◆ TASK DETAILS: Please set down the records exactly, keeping every line.

◆ DATA PROVIDED:

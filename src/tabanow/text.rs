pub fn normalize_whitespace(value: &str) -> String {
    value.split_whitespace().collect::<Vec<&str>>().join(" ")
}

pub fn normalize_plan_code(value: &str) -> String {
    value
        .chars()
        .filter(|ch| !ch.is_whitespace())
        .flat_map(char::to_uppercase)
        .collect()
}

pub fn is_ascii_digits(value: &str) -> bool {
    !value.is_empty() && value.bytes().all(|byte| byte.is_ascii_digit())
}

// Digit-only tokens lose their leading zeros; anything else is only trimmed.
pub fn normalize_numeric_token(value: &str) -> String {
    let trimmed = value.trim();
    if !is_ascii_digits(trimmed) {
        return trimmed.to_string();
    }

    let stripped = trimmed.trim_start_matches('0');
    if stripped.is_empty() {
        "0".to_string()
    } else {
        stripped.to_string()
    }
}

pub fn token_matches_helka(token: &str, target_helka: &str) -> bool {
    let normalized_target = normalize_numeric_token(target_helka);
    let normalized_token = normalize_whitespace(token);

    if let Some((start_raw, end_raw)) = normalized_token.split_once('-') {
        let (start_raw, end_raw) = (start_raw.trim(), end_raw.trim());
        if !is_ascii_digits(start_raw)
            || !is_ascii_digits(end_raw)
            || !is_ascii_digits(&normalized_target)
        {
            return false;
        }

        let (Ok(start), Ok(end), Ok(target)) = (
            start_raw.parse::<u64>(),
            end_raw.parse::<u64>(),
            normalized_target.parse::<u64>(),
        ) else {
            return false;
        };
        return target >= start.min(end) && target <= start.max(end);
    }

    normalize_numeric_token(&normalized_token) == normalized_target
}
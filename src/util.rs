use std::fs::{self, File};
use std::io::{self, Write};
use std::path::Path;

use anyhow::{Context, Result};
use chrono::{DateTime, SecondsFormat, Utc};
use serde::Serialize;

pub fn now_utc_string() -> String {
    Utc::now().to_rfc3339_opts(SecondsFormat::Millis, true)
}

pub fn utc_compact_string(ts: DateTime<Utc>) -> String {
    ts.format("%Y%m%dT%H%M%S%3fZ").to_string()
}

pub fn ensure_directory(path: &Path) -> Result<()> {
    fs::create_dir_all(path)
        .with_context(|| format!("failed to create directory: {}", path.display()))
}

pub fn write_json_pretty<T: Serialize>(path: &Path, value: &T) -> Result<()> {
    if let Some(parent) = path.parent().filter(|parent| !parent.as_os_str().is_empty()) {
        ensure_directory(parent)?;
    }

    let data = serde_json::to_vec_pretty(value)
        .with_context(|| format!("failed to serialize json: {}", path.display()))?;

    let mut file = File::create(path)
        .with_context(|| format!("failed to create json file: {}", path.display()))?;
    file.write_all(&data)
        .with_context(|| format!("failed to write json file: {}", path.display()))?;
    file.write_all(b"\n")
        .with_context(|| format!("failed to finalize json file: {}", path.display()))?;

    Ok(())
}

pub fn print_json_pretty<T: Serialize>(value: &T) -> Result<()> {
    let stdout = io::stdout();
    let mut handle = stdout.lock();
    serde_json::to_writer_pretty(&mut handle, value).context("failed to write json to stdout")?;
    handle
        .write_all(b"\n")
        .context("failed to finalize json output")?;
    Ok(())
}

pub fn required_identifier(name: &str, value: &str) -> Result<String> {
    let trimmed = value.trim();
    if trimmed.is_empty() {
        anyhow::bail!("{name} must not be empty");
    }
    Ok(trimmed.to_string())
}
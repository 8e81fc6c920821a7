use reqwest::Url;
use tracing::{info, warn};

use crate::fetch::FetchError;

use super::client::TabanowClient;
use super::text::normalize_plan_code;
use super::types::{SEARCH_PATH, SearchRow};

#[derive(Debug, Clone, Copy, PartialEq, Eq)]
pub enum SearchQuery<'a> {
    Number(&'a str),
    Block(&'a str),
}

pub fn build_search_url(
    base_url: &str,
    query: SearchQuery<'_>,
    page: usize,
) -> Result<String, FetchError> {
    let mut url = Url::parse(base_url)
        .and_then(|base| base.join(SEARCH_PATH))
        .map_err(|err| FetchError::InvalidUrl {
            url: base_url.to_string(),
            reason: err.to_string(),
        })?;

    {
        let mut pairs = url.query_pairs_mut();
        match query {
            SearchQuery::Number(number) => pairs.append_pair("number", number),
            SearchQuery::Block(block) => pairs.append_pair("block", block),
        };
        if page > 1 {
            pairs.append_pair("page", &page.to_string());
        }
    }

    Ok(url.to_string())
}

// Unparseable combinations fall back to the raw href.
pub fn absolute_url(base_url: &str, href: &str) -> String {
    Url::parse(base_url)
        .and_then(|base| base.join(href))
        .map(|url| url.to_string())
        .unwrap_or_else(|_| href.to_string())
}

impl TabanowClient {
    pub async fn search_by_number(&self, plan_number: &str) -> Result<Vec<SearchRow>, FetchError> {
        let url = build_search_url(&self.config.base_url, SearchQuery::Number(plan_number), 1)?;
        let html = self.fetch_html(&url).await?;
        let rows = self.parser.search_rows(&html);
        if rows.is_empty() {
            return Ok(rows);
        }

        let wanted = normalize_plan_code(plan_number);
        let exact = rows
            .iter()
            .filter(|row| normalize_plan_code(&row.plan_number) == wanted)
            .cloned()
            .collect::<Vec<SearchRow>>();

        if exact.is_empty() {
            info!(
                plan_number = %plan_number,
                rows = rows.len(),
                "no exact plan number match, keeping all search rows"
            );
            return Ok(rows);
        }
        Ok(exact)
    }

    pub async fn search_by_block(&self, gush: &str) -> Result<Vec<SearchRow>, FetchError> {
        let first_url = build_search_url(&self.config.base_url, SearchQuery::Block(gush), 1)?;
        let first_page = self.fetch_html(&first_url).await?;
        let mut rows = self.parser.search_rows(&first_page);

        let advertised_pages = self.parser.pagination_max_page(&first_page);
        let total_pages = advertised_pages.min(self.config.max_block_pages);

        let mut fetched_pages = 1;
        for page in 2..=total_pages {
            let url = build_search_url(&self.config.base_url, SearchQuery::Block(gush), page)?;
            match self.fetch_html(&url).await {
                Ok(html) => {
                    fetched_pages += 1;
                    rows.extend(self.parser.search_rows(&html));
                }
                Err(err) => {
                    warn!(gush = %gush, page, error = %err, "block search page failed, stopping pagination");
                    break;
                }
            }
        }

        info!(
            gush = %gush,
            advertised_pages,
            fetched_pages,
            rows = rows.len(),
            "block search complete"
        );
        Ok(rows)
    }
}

◆ EXERCISE RESULT:
filename src/tabanow/text.rs
pub fn normalize_whitespace(value: &str) -> String {
    value.split_whitespace().collect::<Vec<&str>>().join(" ")
}

pub fn normalize_plan_code(value: &str) -> String {
    value
        .chars()
        .filter(|ch| !ch.is_whitespace())
        .flat_map(char::to_uppercase)
        .collect()
}

pub fn is_ascii_digits(value: &str) -> bool {
    !value.is_empty() && value.bytes().all(|byte| byte.is_ascii_digit())
}

// Digit-only tokens lose their leading zeros; anything else is only trimmed.
pub fn normalize_numeric_token(value: &str) -> String {
    let trimmed = value.trim();
    if !is_ascii_digits(trimmed) {
        return trimmed.to_string();
    }

    let stripped = trimmed.trim_start_matches('0');
    if stripped.is_empty() {
        "0".to_string()
    } else {
        stripped.to_string()
    }
}

pub fn token_matches_helka(token: &str, target_helka: &str) -> bool {
    let normalized_target = normalize_numeric_token(target_helka);
    let normalized_token = normalize_whitespace(token);

    if let Some((start_raw, end_raw)) = normalized_token.split_once('-') {
        let (start_raw, end_raw) = (start_raw.trim(), end_raw.trim());
        if !is_ascii_digits(start_raw)
            || !is_ascii_digits(end_raw)
            || !is_ascii_digits(&normalized_target)
        {
            return false;
        }

        let (Ok(start), Ok(end), Ok(target)) = (
            start_raw.parse::<u64>(),
            end_raw.parse::<u64>(),
            normalized_target.parse::<u64>(),
        ) else {
            return false;
        };
        return target >= start.min(end) && target <= start.max(end);
    }

    normalize_numeric_token(&normalized_token) == normalized_target
}
filename src/util.rs
use std::fs::{self, File};
use std::io::{self, Write};
use std::path::Path;

use anyhow::{Context, Result};
use chrono::{DateTime, SecondsFormat, Utc};
use serde::Serialize;

pub fn now_utc_string() -> String {
    Utc::now().to_rfc3339_opts(SecondsFormat::Millis, true)
}

pub fn utc_compact_string(ts: DateTime<Utc>) -> String {
    ts.format("%Y%m%dT%H%M%S%3fZ").to_string()
}

pub fn ensure_directory(path: &Path) -> Result<()> {
    fs::create_dir_all(path)
        .with_context(|| format!("failed to create directory: {}", path.display()))
}

pub fn write_json_pretty<T: Serialize>(path: &Path, value: &T) -> Result<()> {
    if let Some(parent) = path.parent().filter(|parent| !parent.as_os_str().is_empty()) {
        ensure_directory(parent)?;
    }

    let data = serde_json::to_vec_pretty(value)
        .with_context(|| format!("failed to serialize json: {}", path.display()))?;

    let mut file = File::create(path)
        .with_context(|| format!("failed to create json file: {}", path.display()))?;
    file.write_all(&data)
        .with_context(|| format!("failed to write json file: {}", path.display()))?;
    file.write_all(b"\n")
        .with_context(|| format!("failed to finalize json file: {}", path.display()))?;

    Ok(())
}

pub fn print_json_pretty<T: Serialize>(value: &T) -> Result<()> {
    let stdout = io::stdout();
    let mut handle = stdout.lock();
    serde_json::to_writer_pretty(&mut handle, value).context("failed to write json to stdout")?;
    handle
        .write_all(b"\n")
        .context("failed to finalize json output")?;
    Ok(())
}

pub fn required_identifier(name: &str, value: &str) -> Result<String> {
    let trimmed = value.trim();
    if trimmed.is_empty() {
        anyhow::bail!("{name} must not be empty");
    }
    Ok(trimmed.to_string())
}
repository 8e81fc6c920821a7
use reqwest::Url;
use tracing::{info, warn};

use crate::fetch::FetchError;

use super::client::TabanowClient;
use super::text::normalize_plan_code;
use super::types::{SEARCH_PATH, SearchRow};

#[derive(Debug, Clone, Copy, PartialEq, Eq)]
pub enum SearchQuery<'a> {
    Number(&'a str),
    Block(&'a str),
}

pub fn build_search_url(
    base_url: &str,
    query: SearchQuery<'_>,
    page: usize,
) -> Result<String, FetchError> {
    let mut url = Url::parse(base_url)
        .and_then(|base| base.join(SEARCH_PATH))
        .map_err(|err| FetchError::InvalidUrl {
            url: base_url.to_string(),
            reason: err.to_string(),
        })?;

    {
        let mut pairs = url.query_pairs_mut();
        match query {
            SearchQuery::Number(number) => pairs.append_pair("number", number),
            SearchQuery::Block(block) => pairs.append_pair("block", block),
        };
        if page > 1 {
            pairs.append_pair("page", &page.to_string());
        }
    }

    Ok(url.to_string())
}

// Unparseable combinations fall back to the raw href.
pub fn absolute_url(base_url: &str, href: &str) -> String {
    Url::parse(base_url)
        .and_then(|base| base.join(href))
        .map(|url| url.to_string())
        .unwrap_or_else(|_| href.to_string())
}

impl TabanowClient {
    pub async fn search_by_number(&self, plan_number: &str) -> Result<Vec<SearchRow>, FetchError> {
        let url = build_search_url(&self.config.base_url, SearchQuery::Number(plan_number), 1)?;
        let html = self.fetch_html(&url).await?;
        let rows = self.parser.search_rows(&html);
        if rows.is_empty() {
            return Ok(rows);
        }

        let wanted = normalize_plan_code(plan_number);
        let exact = rows
            .iter()
            .filter(|row| normalize_plan_code(&row.plan_number) == wanted)
            .cloned()
            .collect::<Vec<SearchRow>>();

        if exact.is_empty() {
            info!(
                plan_number = %plan_number,
                rows = rows.len(),
                "no exact plan number match, keeping all search rows"
            );
            return Ok(rows);
        }
        Ok(exact)
    }

    pub async fn search_by_block(&self, gush: &str) -> Result<Vec<SearchRow>, FetchError> {
        let first_url = build_search_url(&self.config.base_url, SearchQuery::Block(gush), 1)?;
        let first_page = self.fetch_html(&first_url).await?;
        let mut rows = self.parser.search_rows(&first_page);

        let advertised_pages = self.parser.pagination_max_page(&first_page);
        let total_pages = advertised_pages.min(self.config.max_block_pages);

        let mut fetched_pages = 1;
        for page in 2..=total_pages {
            let url = build_search_url(&self.config.base_url, SearchQuery::Block(gush), page)?;
            match self.fetch_html(&url).await {
                Ok(html) => {
                    fetched_pages += 1;
                    rows.extend(self.parser.search_rows(&html));
                }
                Err(err) => {
                    warn!(gush = %gush, page, error = %err, "block search page failed, stopping pagination");
                    break;
                }
            }
        }

        info!(
            gush = %gush,
            advertised_pages,
            fetched_pages,
            rows = rows.len(),
            "block search complete"
        );
        Ok(rows)
    }
}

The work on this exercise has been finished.